Snow Flurries and Other Stories by Romy Fölck, translated by Rachel Hildebrandt (Weyward Sisters Publishing, 45 pages, July 12)
This compact, gut-punching collection is the first release from the new Weyward Sisters Publishing, which focuses on international noir and crime fiction by women writing in Germany, Austria, and Switzerland. After all, what better way to announce yourself than by giving the world four stories that turn questions of morality, revenge, war, and memory on their heads?
Snow Flurries is relentlessly bleak without being depressing as Romy Fölck introduces us to the world of the former East Germany. Taken over by the Soviet Union at the close of World War II, it became the site of repression, shortages, and terror. In Fölck's stories ("Snow Flurries," "The St. Paul's Pact," "Elbe Glimmers," and "Old Guilt"), we witness the collision of past and present as old resentments are handed down across generations and past crimes return to haunt their perpetrators.

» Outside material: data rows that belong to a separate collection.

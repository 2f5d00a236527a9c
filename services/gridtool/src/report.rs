//! Printable summaries of a loaded grid.

use std::fmt::Write;

use gridtools::{GridObj, GridResult};
use serde::Serialize;

/// What `gridtool info` reports about a grid file.
#[derive(Debug, Clone, Serialize)]
pub struct GridSummary {
    pub file: String,
    pub tile: Option<String>,
    pub arcx: Option<String>,
    pub variables: Vec<String>,
    pub nx: Option<usize>,
    pub ny: Option<usize>,
    pub nxp: Option<usize>,
    pub nyp: Option<usize>,
}

impl GridSummary {
    pub fn from_grid(file: &str, grid: &mut GridObj) -> GridResult<Self> {
        Ok(Self {
            file: file.to_string(),
            tile: grid.tile.clone(),
            arcx: grid.arcx.clone(),
            variables: grid.variable_list()?,
            nx: grid.nx(),
            ny: grid.ny(),
            nxp: grid.nxp(),
            nyp: grid.nyp(),
        })
    }

    /// Human-readable multi-line report.
    pub fn render_text(&self) -> String {
        let mut out = String::new();
        let dim = |v: Option<usize>| v.map_or_else(|| "-".to_string(), |n| n.to_string());

        let _ = writeln!(out, "file:      {}", self.file);
        let _ = writeln!(out, "tile:      {}", self.tile.as_deref().unwrap_or("-"));
        let _ = writeln!(out, "arcx:      {}", self.arcx.as_deref().unwrap_or("-"));
        let _ = writeln!(
            out,
            "cells:     nx={} ny={}",
            dim(self.nx),
            dim(self.ny)
        );
        let _ = writeln!(
            out,
            "corners:   nxp={} nyp={}",
            dim(self.nxp),
            dim(self.nyp)
        );
        let _ = writeln!(out, "variables: {}", self.variables.join(", "));
        out
    }
}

In each story, the personal is political: a chance encounter brings together a former prison guard and one of the political prisoners she brutalized; a man denounces his friends to the state police and is killed by his enraged girlfriend; an accidental murder turns out to be anything but; and an older man who experienced first-hand the brutality of the Russian soldiers after the war confronts a Russian emigrant who assaulted his grandson.
Fölck writes with restraint and care, the better to let the horrors and memories she offers us sink into our brains until we feel like we know this world for ourselves. And Rachel Hildebrandt's graceful translation leaves us feeling like Snow Flurries was always already in English. I look forward to much more from Weyward Sisters, and I urge you to check them out.